> _Records provided_
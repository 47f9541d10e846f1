//! The rendering side: whatever draws the tree implements `TreeView`.

use serde::{Deserialize, Serialize};
use std::path::PathBuf;

/// Which part of the tree must be re-fetched.
#[derive(Debug, Clone, Serialize, Deserialize, PartialEq, Eq)]
#[serde(rename_all = "camelCase", tag = "scope", content = "path")]
pub enum RefreshScope {
    WholeTree,
    /// Children of this directory (and below).
    Subtree(PathBuf),
}

impl RefreshScope {
    pub fn from_hint(scope: Option<PathBuf>) -> Self {
        match scope {
            Some(path) => Self::Subtree(path),
            None => Self::WholeTree,
        }
    }
}

/// Receives invalidation signals and user-visible messages.
pub trait TreeView: Send + Sync {
    /// Listings in `scope` are stale and must be requested again.
    fn invalidate(&self, scope: &RefreshScope);

    /// Shows a message to the user, such as a failed rename.
    fn show_message(&self, message: &str) {
        log::warn!("{}", message);
    }
}

/// A view that ignores invalidation, for headless use.
#[derive(Debug, Default, Clone, Copy)]
pub struct NoopTreeView;

impl TreeView for NoopTreeView {
    fn invalidate(&self, _scope: &RefreshScope) {}
}

#[cfg(test)]
pub(crate) mod testing {
    use super::{RefreshScope, TreeView};
    use crate::ignore_poison::IgnorePoison;
    use std::sync::Mutex;

    /// Records everything it receives.
    #[derive(Default)]
    pub(crate) struct RecordingTreeView {
        invalidations: Mutex<Vec<RefreshScope>>,
        messages: Mutex<Vec<String>>,
    }

    impl RecordingTreeView {
        pub(crate) fn invalidations(&self) -> Vec<RefreshScope> {
            self.invalidations.lock_ignore_poison().clone()
        }

        pub(crate) fn messages(&self) -> Vec<String> {
            self.messages.lock_ignore_poison().clone()
        }
    }

    impl TreeView for RecordingTreeView {
        fn invalidate(&self, scope: &RefreshScope) {
            self.invalidations.lock_ignore_poison().push(scope.clone());
        }

        fn show_message(&self, message: &str) {
            self.messages.lock_ignore_poison().push(message.to_string());
        }
    }
}
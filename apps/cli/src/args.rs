//! Turns path arguments into the absolute paths the listing service expects.

use std::fs;
use std::path::{Path, PathBuf};

/// Directory argument of `list` and `tree`.
///
/// Relative paths are taken from the (canonical) workspace root. Absolute paths are canonicalized
/// so a symlinked prefix still lands inside the root and keeps its folder policy.
pub fn resolve_dir(root: &Path, dir: Option<&Path>) -> Result<PathBuf, String> {
    match dir {
        None => Ok(root.to_path_buf()),
        Some(dir) if dir.is_absolute() => {
            fs::canonicalize(dir).map_err(|e| format!("Can't open directory {}: {e}", dir.display()))
        }
        Some(dir) => Ok(root.join(dir)),
    }
}

/// `--config` argument. Relative paths are taken from the current directory, like any other
/// command-line path.
pub fn resolve_config(cwd: &Path, config: PathBuf) -> PathBuf {
    if config.is_absolute() { config } else { cwd.join(config) }
}
//! Policy-driven ordering of directory listings.
//!
//! Names listed in the effective policy (global entries, then the folder's own entries) are
//! pulled to the front in policy order, whatever their kind. Everything else follows in the
//! usual shape: directories first, then files, each alphabetical.

use std::cmp::Ordering;

use crate::config::Policy;
use crate::file_system::Entry;

// ============================================================================
// Effective policy
// ============================================================================

/// Global and local order lists concatenated. Rank is the first position of a name.
#[derive(Debug, Clone, Default)]
pub struct EffectivePolicy<'a> {
    names: Vec<&'a str>,
}

impl<'a> EffectivePolicy<'a> {
    /// Global ranks come first (0..g), local ranks follow (g..g+l).
    pub fn new(global: Option<&'a Policy>, local: Option<&'a Policy>) -> Self {
        let names = global
            .into_iter()
            .chain(local)
            .flat_map(|policy| policy.entries().iter().map(|entry| entry.name()))
            .collect();
        Self { names }
    }

    pub fn rank_of(&self, name: &str) -> Option<usize> {
        self.names.iter().position(|candidate| *candidate == name)
    }

    pub fn len(&self) -> usize {
        self.names.len()
    }

    pub fn is_empty(&self) -> bool {
        self.names.is_empty()
    }
}

// ============================================================================
// Name collation
// ============================================================================

/// Compares names the way a case-sensitive locale collation does.
///
/// Letters compare case-insensitively first, so `"B"` sorts between `"a"` and `"c"`. Names that
/// differ only in case put lowercase first (`"a" < "A"`), and anything still tied falls back to
/// code point order.
pub fn compare_names(a: &str, b: &str) -> Ordering {
    let folded = a
        .chars()
        .flat_map(char::to_lowercase)
        .cmp(b.chars().flat_map(char::to_lowercase));
    if folded != Ordering::Equal {
        return folded;
    }

    for (ca, cb) in a.chars().zip(b.chars()) {
        if ca != cb {
            return match (ca.is_lowercase(), cb.is_lowercase()) {
                (true, false) => Ordering::Less,
                (false, true) => Ordering::Greater,
                _ => ca.cmp(&cb),
            };
        }
    }
    a.cmp(b)
}

/// Directories before files, then by name.
fn compare_baseline(a: &Entry, b: &Entry) -> Ordering {
    match (a.is_directory(), b.is_directory()) {
        (true, false) => Ordering::Less,
        (false, true) => Ordering::Greater,
        _ => compare_names(&a.name, &b.name),
    }
}

// ============================================================================
// Ordering
// ============================================================================

/// Orders one directory's entries by the merged global and local policy.
///
/// Deterministic: the same input always produces the same output, regardless of the order the
/// file system returned the entries in (names within a directory are unique).
pub fn order_entries(entries: Vec<Entry>, local: Option<&Policy>, global: Option<&Policy>) -> Vec<Entry> {
    let effective = EffectivePolicy::new(global, local);

    // Directories then files, each in read order: the tie-break order for equal ranks
    let (directories, files): (Vec<Entry>, Vec<Entry>) = entries.into_iter().partition(Entry::is_directory);
    let concatenated = directories.into_iter().chain(files);

    if effective.is_empty() {
        let mut baseline: Vec<Entry> = concatenated.collect();
        baseline.sort_by(compare_baseline);
        return baseline;
    }

    let mut matched: Vec<(usize, Entry)> = Vec::new();
    let mut unmatched: Vec<Entry> = Vec::new();
    for entry in concatenated {
        match effective.rank_of(&entry.name) {
            Some(rank) => matched.push((rank, entry)),
            None => unmatched.push(entry),
        }
    }

    // Stable sort keeps concatenation order between equal ranks
    matched.sort_by_key(|(rank, _)| *rank);
    unmatched.sort_by(compare_baseline);

    log::trace!(
        "order_entries: policy={} names, matched={}, unmatched={}",
        effective.len(),
        matched.len(),
        unmatched.len()
    );

    matched
        .into_iter()
        .map(|(_, entry)| entry)
        .chain(unmatched)
        .collect()
}
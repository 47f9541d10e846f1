//! Directory entry as handed to the tree view.

use serde::{Deserialize, Serialize};
use std::path::{Path, PathBuf};

/// Whether an entry is a directory or a file.
///
/// Symlinks take the kind of their target; broken symlinks are files.
#[derive(Debug, Clone, Copy, Serialize, Deserialize, PartialEq, Eq, Hash)]
#[serde(rename_all = "camelCase")]
pub enum EntryKind {
    Directory,
    File,
}

/// One child of a listed directory. Rebuilt on every listing, never cached.
#[derive(Debug, Clone, Serialize, Deserialize, PartialEq, Eq)]
#[serde(rename_all = "camelCase")]
pub struct Entry {
    pub name: String,
    pub kind: EntryKind,
    /// Absolute path.
    pub path: PathBuf,
}

impl Entry {
    pub fn new(name: impl Into<String>, kind: EntryKind, path: impl Into<PathBuf>) -> Self {
        Self {
            name: name.into(),
            kind,
            path: path.into(),
        }
    }

    /// Builds an entry named after the last component of `path`.
    pub fn from_path(path: &Path, kind: EntryKind) -> Self {
        let name = path
            .file_name()
            .map(|s| s.to_string_lossy().to_string())
            .unwrap_or_else(|| path.to_string_lossy().to_string());
        Self::new(name, kind, path)
    }

    pub fn is_directory(&self) -> bool {
        self.kind == EntryKind::Directory
    }
}
//! Commands the tree exposes to the user.
//!
//! Every mutating command validates first, then asks the volume, then invalidates the affected
//! subtree. A failure is shown through the view, returned, and leaves the tree untouched.

use std::path::{Path, PathBuf};
use std::sync::{Arc, Mutex};
use std::time::Instant;

use super::error::{CommandAction, CommandError};
use super::open_file::{ClickTracker, OpenRequest};
use crate::file_system::listing::TreeListingService;
use crate::file_system::validation::validate_child;
use crate::file_system::volume::{Volume, VolumeError};
use crate::ignore_poison::IgnorePoison;

pub struct ExplorerCommands {
    service: Arc<TreeListingService>,
    clicks: Mutex<ClickTracker>,
}

impl ExplorerCommands {
    pub fn new(service: Arc<TreeListingService>) -> Self {
        Self {
            service,
            clicks: Mutex::new(ClickTracker::new()),
        }
    }

    pub fn service(&self) -> &Arc<TreeListingService> {
        &self.service
    }

    fn volume(&self) -> &dyn Volume {
        self.service.volume().as_ref()
    }

    /// Re-reads the config and invalidates the whole tree.
    pub fn refresh(&self) -> Result<(), CommandError> {
        self.service.refresh(None).map_err(|e| self.fail(e.into()))
    }

    /// Creates an empty file named `name` in `target`, or next to it if `target` is a file.
    pub fn create_file(&self, target: &Path, name: &str) -> Result<PathBuf, CommandError> {
        let action = CommandAction::CreateFile;
        let new_path = self.prepare_create(action, target, name)?;
        self.volume()
            .create_file(&new_path, &[])
            .map_err(|error| self.fail(CommandError::Volume { action, error }))?;
        self.finish(action, &new_path);
        Ok(new_path)
    }

    /// Creates a folder named `name` in `target`, or next to it if `target` is a file.
    pub fn create_folder(&self, target: &Path, name: &str) -> Result<PathBuf, CommandError> {
        let action = CommandAction::CreateFolder;
        let new_path = self.prepare_create(action, target, name)?;
        self.volume()
            .create_directory(&new_path)
            .map_err(|error| self.fail(CommandError::Volume { action, error }))?;
        self.finish(action, &new_path);
        Ok(new_path)
    }

    /// Renames a file or folder within its parent. Returns the new path.
    pub fn rename(&self, path: &Path, new_name: &str) -> Result<PathBuf, CommandError> {
        let path = self.service.absolute(path);
        let action = match self.volume().is_directory(&path) {
            Ok(true) => CommandAction::RenameFolder,
            Ok(false) => CommandAction::RenameFile,
            Err(error) => {
                return Err(self.fail(CommandError::Volume {
                    action: CommandAction::RenameFile,
                    error,
                }));
            }
        };
        let parent = self.parent_of(action, &path)?;

        validate_child(&parent, new_name).map_err(|error| self.fail(CommandError::Validation { action, error }))?;
        let new_path = parent.join(new_name);
        if new_path == path {
            return Ok(new_path);
        }
        if self.volume().exists(&new_path) {
            return Err(self.fail(CommandError::Conflict { action, path: new_path }));
        }

        self.volume()
            .rename(&path, &new_path)
            .map_err(|error| self.fail(CommandError::Volume { action, error }))?;
        self.finish(action, &new_path);
        Ok(new_path)
    }

    /// Deletes a file, or a folder with everything in it.
    pub fn delete(&self, path: &Path) -> Result<(), CommandError> {
        let path = self.service.absolute(path);
        let action = match self.volume().is_directory(&path) {
            Ok(true) => CommandAction::DeleteFolder,
            Ok(false) => CommandAction::DeleteFile,
            Err(error) => {
                return Err(self.fail(CommandError::Volume {
                    action: CommandAction::DeleteFile,
                    error,
                }));
            }
        };
        self.parent_of(action, &path)?;

        self.volume()
            .delete(&path)
            .map_err(|error| self.fail(CommandError::Volume { action, error }))?;
        self.finish(action, &path);
        Ok(())
    }

    /// Turns a click on `path` into an open request. A path that no longer exists opens nothing.
    pub fn open(&self, path: &Path) -> Option<OpenRequest> {
        self.open_at(path, Instant::now())
    }

    pub(crate) fn open_at(&self, path: &Path, now: Instant) -> Option<OpenRequest> {
        let path = self.service.absolute(path);
        if !self.volume().exists(&path) {
            log::debug!("open: {} no longer exists", path.display());
            return None;
        }
        let mode = self.clicks.lock_ignore_poison().register(&path, now);
        Some(OpenRequest { path, mode })
    }

    /// Directory a new entry goes into, and the full path of that entry.
    fn prepare_create(&self, action: CommandAction, target: &Path, name: &str) -> Result<PathBuf, CommandError> {
        let target = self.service.absolute(target);
        let dir = match self.volume().is_directory(&target) {
            Ok(true) => target,
            Ok(false) => self.parent_of(action, &target)?,
            Err(error) => return Err(self.fail(CommandError::Volume { action, error })),
        };

        validate_child(&dir, name).map_err(|error| self.fail(CommandError::Validation { action, error }))?;
        let new_path = dir.join(name);
        if self.volume().exists(&new_path) {
            return Err(self.fail(CommandError::Conflict { action, path: new_path }));
        }
        Ok(new_path)
    }

    /// The parent of an entry inside the workspace. The workspace root itself can't be touched.
    fn parent_of(&self, action: CommandAction, path: &Path) -> Result<PathBuf, CommandError> {
        let root = self.service.workspace_root();
        match path.parent() {
            Some(parent) if path != root && parent.starts_with(root) => Ok(parent.to_path_buf()),
            _ => Err(self.fail(CommandError::Volume {
                action,
                error: VolumeError::PermissionDenied(path.display().to_string()),
            })),
        }
    }

    /// Invalidates the parent of the changed entry.
    fn finish(&self, action: CommandAction, changed: &Path) {
        log::info!("{:?}: {}", action, changed.display());
        let scope = changed.parent().unwrap_or_else(|| self.service.workspace_root());
        self.service.invalidate(Some(scope));
    }

    fn fail(&self, error: CommandError) -> CommandError {
        log::warn!("{}", error);
        self.service.view().show_message(&error.user_message());
        error
    }
}
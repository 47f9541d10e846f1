//! Command surface of the tree: refresh, create, rename, delete, and open.

mod error;
mod explorer;
mod open_file;

pub use error::{CommandAction, CommandError};
pub use explorer::ExplorerCommands;
pub use open_file::{ClickTracker, DOUBLE_CLICK_WINDOW, OpenMode, OpenRequest};
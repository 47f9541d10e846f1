//! Low-level directory reading and Entry construction.
//!
//! Pure I/O: reads from disk and returns entries in read order. Ordering happens in sorting.rs.

use std::fs;
use std::path::Path;

use crate::file_system::{Entry, EntryKind};

/// Lists the direct children of a directory.
///
/// Entries that can't be stat'ed (permission denied, broken symlink) are still listed, as files,
/// so a half-readable directory doesn't hide names the user can see in a shell.
pub fn read_directory(path: &Path) -> Result<Vec<Entry>, std::io::Error> {
    let start = std::time::Instant::now();
    let mut entries = Vec::new();

    for dir_entry in fs::read_dir(path)? {
        let dir_entry = dir_entry?;
        let kind = entry_kind(&dir_entry).unwrap_or(EntryKind::File);
        entries.push(Entry::new(
            dir_entry.file_name().to_string_lossy().to_string(),
            kind,
            dir_entry.path(),
        ));
    }

    log::debug!(
        "read_directory: path={}, entries={}, total={}ms",
        path.display(),
        entries.len(),
        start.elapsed().as_millis()
    );

    Ok(entries)
}

/// Kind of a directory entry, following symlinks. None if it can't be determined.
fn entry_kind(entry: &fs::DirEntry) -> Option<EntryKind> {
    let file_type = entry.file_type().ok()?;
    let is_dir = if file_type.is_symlink() {
        fs::metadata(entry.path()).ok()?.is_dir()
    } else {
        file_type.is_dir()
    };
    Some(if is_dir { EntryKind::Directory } else { EntryKind::File })
}
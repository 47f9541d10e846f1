//! Finds the folder policy that applies to a directory.
//!
//! The folder policy is a tree keyed by directory names. A directory gets a local policy only if
//! every segment of its path (relative to the workspace root) is a `Nested` entry of the level
//! above. One missing link and the directory has no local policy at all; only the global policy
//! applies to its children.

use std::path::Path;

use crate::config::Policy;

/// Path segments of `target_dir` relative to `workspace_root`, with `\` treated as `/`.
///
/// Returns None if `target_dir` is not inside the workspace. Empty and `.` segments are skipped,
/// so the workspace root itself has no segments.
pub fn relative_segments(workspace_root: &Path, target_dir: &Path) -> Option<Vec<String>> {
    let root = normalize(workspace_root);
    let root = root.trim_end_matches('/');
    let target = normalize(target_dir);

    let rest = if target.trim_end_matches('/') == root {
        ""
    } else {
        target.strip_prefix(root)?.strip_prefix('/')?
    };

    Some(
        rest.split('/')
            .filter(|segment| !segment.is_empty() && *segment != ".")
            .map(str::to_string)
            .collect(),
    )
}

fn normalize(path: &Path) -> String {
    path.to_string_lossy().replace('\\', "/")
}

/// Walks `root_policy` down the relative path of `target_dir`.
///
/// `target_dir == workspace_root` resolves to `root_policy` itself.
pub fn resolve_policy<'a>(root_policy: &'a Policy, workspace_root: &Path, target_dir: &Path) -> Option<&'a Policy> {
    let Some(segments) = relative_segments(workspace_root, target_dir) else {
        log::debug!(
            "resolve_policy: {} is outside the workspace {}",
            target_dir.display(),
            workspace_root.display()
        );
        return None;
    };

    let mut current = root_policy;
    for segment in &segments {
        match current.child(segment) {
            Some(child) => current = child,
            None => {
                log::debug!(
                    "resolve_policy: no folder policy for '{}' in {}",
                    segment,
                    target_dir.display()
                );
                return None;
            }
        }
    }
    Some(current)
}
impl Body {
    /// Build a body from a descriptor
    pub fn from_desc(desc: &BodyDesc) -> Result<Self, PhysicsError> {
        if !desc.shape.is_valid() {
            return Err(PhysicsError::InvalidConfiguration {
                reason: "shape dimensions must be > 0",
            });
        }
        let (kind, mass, inv_mass) = match (desc.kind, desc.mass) {
            (BodyKind::Dynamic, Mass::Finite(m)) => {
                if !m.is_positive() {
                    return Err(PhysicsError::InvalidConfiguration {
                        reason: "dynamic body mass must be > 0",
                    });
                }
                (BodyKind::Dynamic, m, Fix64::ONE / m)
            }
            (BodyKind::Dynamic, Mass::Infinite) => (BodyKind::Static, Fix64::ZERO, Fix64::ZERO),
            (kind, _) => (kind, Fix64::ZERO, Fix64::ZERO),
        };
        let velocity = if kind == BodyKind::Static {
            Vec2Fix::ZERO
        } else {
            desc.velocity
        };
        Ok(Self {
            position: desc.position,
            velocity,
            force: Vec2Fix::ZERO,
            mass,
            inv_mass,
            kind,
            shape: desc.shape,
            filter: desc.filter,
            restitution: desc.restitution,
            friction: desc.friction,
            drag: desc.drag,
            gravity_scale: desc.gravity_scale,
            user_tag: desc.user_tag,
            sleep: SleepData::new(),
        })
    }

    /// Dynamic body check
    #[inline]
    #[must_use]
    pub fn is_dynamic(&self) -> bool {
        self.kind == BodyKind::Dynamic
    }

    /// Static body check
    #[inline]
    #[must_use]
    pub fn is_static(&self) -> bool {
        self.kind == BodyKind::Static
    }

    /// Kinematic body check
    #[inline]
    #[must_use]
    pub fn is_kinematic(&self) -> bool {
        self.kind == BodyKind::Kinematic
    }

    /// Sleep check
    #[inline]
    #[must_use]
    pub fn is_sleeping(&self) -> bool {
        self.sleep.is_sleeping()
    }

    /// True for bodies that move this tick (awake dynamic or kinematic)
    #[inline]
    #[must_use]
    pub fn is_moving(&self) -> bool {
        !self.is_static() && !self.is_sleeping()
    }

    /// Apply an instantaneous impulse. Wakes the body.
    pub fn apply_impulse(&mut self, impulse: Vec2Fix) {
        if !self.is_dynamic() {
            return;
        }
        self.velocity += impulse.scale(self.inv_mass);
        self.sleep.wake();
    }

    /// Accumulate a force for the next step. Wakes the body.
    pub fn apply_force(&mut self, force: Vec2Fix) {
        if !self.is_dynamic() {
            return;
        }
        self.force += force;
        self.sleep.wake();
    }

    /// Kinetic energy `m v^2 / 2` (zero for infinite mass)
    #[must_use]
    pub fn kinetic_energy(&self) -> Fix64 {
        (self.mass * self.velocity.length_squared()).half()
    }
}

#[derive(Clone, Debug)]
struct Slot {
    generation: u32,
    body: Option<Body>,
}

> _Exercise details_
Taking the records above, retype every line from the one with "pub(crate) fn messages(&self)" down to the one with "position of a name.", exactly and with nothing else.

> _Answer area_
        pub(crate) fn messages(&self) -> Vec<String> {
            self.messages.lock_ignore_poison().clone()
        }
    }

    impl TreeView for RecordingTreeView {
        fn invalidate(&self, scope: &RefreshScope) {
            self.invalidations.lock_ignore_poison().push(scope.clone());
        }

        fn show_message(&self, message: &str) {
            self.messages.lock_ignore_poison().push(message.to_string());
        }
    }
}
filename apps/cli/src/args.rs
//! Turns path arguments into the absolute paths the listing service expects.

use std::fs;
use std::path::{Path, PathBuf};

/// Directory argument of `list` and `tree`.
///
/// Relative paths are taken from the (canonical) workspace root. Absolute paths are canonicalized
/// so a symlinked prefix still lands inside the root and keeps its folder policy.
pub fn resolve_dir(root: &Path, dir: Option<&Path>) -> Result<PathBuf, String> {
    match dir {
        None => Ok(root.to_path_buf()),
        Some(dir) if dir.is_absolute() => {
            fs::canonicalize(dir).map_err(|e| format!("Can't open directory {}: {e}", dir.display()))
        }
        Some(dir) => Ok(root.join(dir)),
    }
}

/// `--config` argument. Relative paths are taken from the current directory, like any other
/// command-line path.
pub fn resolve_config(cwd: &Path, config: PathBuf) -> PathBuf {
    if config.is_absolute() { config } else { cwd.join(config) }
}
//! Policy-driven ordering of directory listings.
//!
//! Names listed in the effective policy (global entries, then the folder's own entries) are
//! pulled to the front in policy order, whatever their kind. Everything else follows in the
//! usual shape: directories first, then files, each alphabetical.

use std::cmp::Ordering;

use crate::config::Policy;
use crate::file_system::Entry;

// ============================================================================
// Effective policy
// ============================================================================

/// Global and local order lists concatenated. Rank is the first position of a name.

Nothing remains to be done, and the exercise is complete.